*Work to be completed*
Read the records below and report each line in which "RecvError" occurs.

══════════════════════════════

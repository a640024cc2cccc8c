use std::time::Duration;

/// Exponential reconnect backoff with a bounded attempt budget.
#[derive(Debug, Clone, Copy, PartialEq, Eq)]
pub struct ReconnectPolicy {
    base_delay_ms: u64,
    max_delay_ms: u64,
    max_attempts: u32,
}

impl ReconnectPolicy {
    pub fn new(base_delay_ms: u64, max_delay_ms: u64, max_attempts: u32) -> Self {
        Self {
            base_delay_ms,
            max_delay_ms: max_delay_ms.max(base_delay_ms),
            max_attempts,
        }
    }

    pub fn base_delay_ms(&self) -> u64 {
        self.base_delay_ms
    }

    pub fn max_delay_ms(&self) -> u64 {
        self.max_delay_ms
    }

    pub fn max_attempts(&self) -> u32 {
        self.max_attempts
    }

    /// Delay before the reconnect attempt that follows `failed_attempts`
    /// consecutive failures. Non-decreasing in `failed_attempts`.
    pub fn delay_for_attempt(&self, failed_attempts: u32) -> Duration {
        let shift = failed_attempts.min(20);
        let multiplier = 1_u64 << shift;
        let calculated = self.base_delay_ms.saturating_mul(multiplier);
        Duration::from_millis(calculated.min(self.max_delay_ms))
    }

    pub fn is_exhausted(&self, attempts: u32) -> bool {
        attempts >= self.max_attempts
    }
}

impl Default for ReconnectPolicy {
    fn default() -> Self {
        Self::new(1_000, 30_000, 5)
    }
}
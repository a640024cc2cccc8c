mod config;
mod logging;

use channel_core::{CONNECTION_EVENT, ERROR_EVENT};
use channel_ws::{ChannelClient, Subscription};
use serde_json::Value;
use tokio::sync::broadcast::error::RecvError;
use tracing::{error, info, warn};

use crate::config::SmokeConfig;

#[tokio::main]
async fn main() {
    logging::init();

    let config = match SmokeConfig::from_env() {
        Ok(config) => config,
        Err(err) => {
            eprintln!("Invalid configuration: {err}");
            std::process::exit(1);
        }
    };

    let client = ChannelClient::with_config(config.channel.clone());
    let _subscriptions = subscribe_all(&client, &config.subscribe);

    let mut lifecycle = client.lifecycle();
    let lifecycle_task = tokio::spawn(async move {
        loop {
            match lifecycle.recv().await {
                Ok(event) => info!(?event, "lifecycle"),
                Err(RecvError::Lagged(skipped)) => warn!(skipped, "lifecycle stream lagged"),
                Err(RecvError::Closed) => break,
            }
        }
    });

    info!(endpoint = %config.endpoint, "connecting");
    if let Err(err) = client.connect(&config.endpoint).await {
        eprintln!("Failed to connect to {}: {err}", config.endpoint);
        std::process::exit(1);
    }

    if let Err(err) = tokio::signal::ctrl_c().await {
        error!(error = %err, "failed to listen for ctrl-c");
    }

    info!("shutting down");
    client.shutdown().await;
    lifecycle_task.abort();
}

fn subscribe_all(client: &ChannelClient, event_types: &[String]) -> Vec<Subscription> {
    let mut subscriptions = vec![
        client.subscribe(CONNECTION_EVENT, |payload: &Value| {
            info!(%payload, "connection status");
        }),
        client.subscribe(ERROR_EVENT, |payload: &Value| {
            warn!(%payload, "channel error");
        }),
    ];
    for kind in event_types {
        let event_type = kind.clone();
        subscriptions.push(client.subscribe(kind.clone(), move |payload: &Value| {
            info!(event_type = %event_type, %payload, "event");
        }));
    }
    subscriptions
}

══════════════════════════════

*Solution to this task*
use tokio::sync::broadcast::error::RecvError;
                Err(RecvError::Lagged(skipped)) => warn!(skipped, "lifecycle stream lagged"),
                Err(RecvError::Closed) => break,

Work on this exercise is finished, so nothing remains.